140In dealing with the common issues which have been identified, there is a risk, as the defendants correctly submitted, particularly given the 34 year operation of the Fairbridge Farm, that the hearing of those questions would become a procedure which was closer to an inquiry of the kind conventionally seen in a Royal Commission, rather than the determination of an adversarial dispute upon which the plaintiff bears an onus of persuading the Court that he or she has proved each of the elements of the pleaded cause of action.
141This is a factor which is to be weighed in the determination. But, I think, as did Mansfield J in Gugliemin, that any such risk can be managed with appropriate directions. As well, a hearing by means of common questions as a part of representative proceedings means that there is a positive benefit in terms of the saving of legal costs for the parties, which is readily able to be identified.
142The defendants in their submissions, pointed to the many differences which were likely to be encountered in the course of hearing a representative proceeding. So much can be accepted, particularly since these are all claims for personal injury arising out of physical abuse or sexual assaults. However, as I have earlier noted, the legislative scheme of representative proceedings recognises that this may be so, and the Court's power to give directions can be readily used to ensure that the existence of such differences do not work an injustice on the parties. Taken with the public interest to which Finkelstein J has referred in Bright, this factor is not sufficient, without more, to justify an order under s 166.

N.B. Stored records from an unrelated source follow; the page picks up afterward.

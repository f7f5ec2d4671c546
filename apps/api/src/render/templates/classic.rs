//! Classic: single serif column, centered header, ruled uppercase headings,
//! skills as a bullet-separated line.

use crate::models::cv::{CvModel, TemplateId};
use crate::render::content::{
    description_bullets, education_dates, entry_meta, experience_dates, summary, visible_achievements,
    visible_education, visible_experience, visible_skills,
};
use crate::render::templates::write_contacts;
use crate::render::{Labels, Layout, RenderedDocument, SectionKind};

const HEADING: &str = "font-size:11.5pt;font-weight:600;letter-spacing:0.05em;border-bottom:2px solid #4b5563;padding-bottom:2px;margin-bottom:6px;color:#374151;text-transform:uppercase";
const SKILL_SEPARATOR: &str = " • ";

pub fn render(cv: &CvModel, labels: &Labels) -> RenderedDocument {
    let info = &cv.personal_info;
    let mut layout = Layout::new(TemplateId::Classic);

    layout.open_root(
        "cv cv-classic",
        "padding:40px;background:#ffffff;color:#1f2937;font-family:Georgia,'Times New Roman',serif;font-size:11pt",
    );

    layout
        .html
        .open("header", "", "text-align:center;margin-bottom:24px")
        .element("h1", "", "font-size:22pt;font-weight:700;letter-spacing:0.1em;margin:0 0 4px;color:#111827", &info.full_name)
        .element("h2", "", "font-size:13pt;font-weight:500;color:#374151;margin:0 0 10px", &info.job_title);
    write_contacts(
        &mut layout.html,
        info,
        "display:flex;justify-content:center;gap:12px;font-size:9pt;color:#4b5563",
        "",
    );
    layout
        .html
        .close("header")
        .open("hr", "", "margin:20px 0;border-color:#d1d5db");

    if let Some(text) = summary(cv) {
        layout
            .open_section(SectionKind::Summary, "", "margin-bottom:20px")
            .element("h3", "", HEADING, &labels.summary)
            .element("p", "", "font-size:10.5pt;color:#374151;line-height:1.6", text)
            .close("section");
    }

    let experience = visible_experience(cv);
    if !experience.is_empty() {
        let html = layout.open_section(SectionKind::Experience, "", "margin-bottom:20px");
        html.element("h3", "", HEADING, &labels.experience);
        for entry in experience {
            html.open("div", "cv-entry", "margin-bottom:10px")
                .element("h4", "", "font-size:10.5pt;font-weight:700;margin:0", &entry.position)
                .element(
                    "p",
                    "",
                    "font-size:9pt;font-weight:500;color:#4b5563;margin:0",
                    &entry_meta(&entry.company, &experience_dates(entry, &labels.present)),
                )
                .list(
                    "cv-bullets",
                    "list-style:disc inside;font-size:9pt;color:#4b5563;margin-top:2px",
                    "",
                    &description_bullets(&entry.description),
                )
                .close("div");
        }
        html.close("section");
    }

    let education = visible_education(cv);
    if !education.is_empty() {
        let html = layout.open_section(SectionKind::Education, "", "margin-bottom:20px");
        html.element("h3", "", HEADING, &labels.education);
        for entry in education {
            html.open("div", "cv-entry", "margin-bottom:6px")
                .element("h4", "", "font-size:10.5pt;font-weight:700;margin:0", &entry.degree)
                .element(
                    "p",
                    "",
                    "font-size:9pt;font-weight:500;color:#4b5563;margin:0",
                    &entry_meta(&entry.institution, &education_dates(entry)),
                )
                .list(
                    "cv-bullets",
                    "list-style:none;font-size:10pt;font-style:italic;color:#6b7280;padding:0",
                    "",
                    &description_bullets(&entry.description),
                )
                .close("div");
        }
        html.close("section");
    }

    let skills = visible_skills(cv);
    if !skills.is_empty() {
        layout
            .open_section(SectionKind::Skills, "", "margin-bottom:20px")
            .element("h3", "", HEADING, &labels.skills)
            .element(
                "p",
                "",
                "font-size:10.5pt;color:#374151;line-height:1.6",
                &skills.join(SKILL_SEPARATOR),
            )
            .close("section");
    }

    let achievements = visible_achievements(cv);
    if !achievements.is_empty() {
        layout
            .open_section(SectionKind::Achievements, "", "")
            .element("h3", "", HEADING, &labels.achievements)
            .list(
                "cv-bullets",
                "list-style:disc inside;font-size:10.5pt;color:#374151",
                "",
                &achievements,
            )
            .close("section");
    }

    layout.html.close("div");
    layout.finish()
}

#[cfg(test)]
mod tests {
    use super::*;

    #[test]
    fn test_classic_joins_skills_with_bullets() {
        let mut cv = CvModel::blank();
        cv.skills = vec!["Rust".into(), "".into(), "Go".into()];
        let doc = render(&cv, &Labels::default());
        assert!(doc.html.contains("Rust • Go"));
    }

    #[test]
    fn test_classic_section_order() {
        let mut cv = CvModel::blank();
        cv.personal_info.summary = "Summary text".into();
        cv.education[0].institution = "MIT".into();
        cv.achievements = vec!["Won".into()];
        let doc = render(&cv, &Labels::default());
        assert_eq!(
            doc.sections,
            vec![SectionKind::Summary, SectionKind::Education, SectionKind::Achievements]
        );
    }
}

143Ultimately, it is a question, in light of the foregoing and all of the submissions of the parties, of whether the Court is satisfied that it is in the interests of justice to order that the proceedings no longer continue as representative proceedings under Part 10 of the Civil Procedure Act, having regard to the provisions of the various subsections in s 166 of the Civil Procedure Act.
144I am not so satisfied. On the contrary, as things presently appear, at this stage of the proceedings, I am satisfied that the most efficient and cost effective method of disposition of these claims is by a representative proceeding as it is presently constituted.
145In my judgment there are significant benefits to the plaintiffs, group members and each defendant in terms of the timeliness and efficiency in hearing and disposing of all common issues of fact and law at one hearing, and in a way which binds all group members to the results of the determination of the common questions.
146Importantly as well, from the perspective of the proper use of the Court's resources and in the circumstances here present, there is a significant saving of judicial time in a single hearing of all common questions together with a consistent approach to case management procedures. Such an approach is also most likely to achieve consistency of decision making. The proceedings as presently constituted are in the form of procedure most likely to result in the achievement of the overriding purpose of the Civil Procedure Act and the UCPR.
147Accordingly, I decline to make an order under s 166 of the Civil Procedure Act that these proceedings no longer continue under Part 10 of that Act.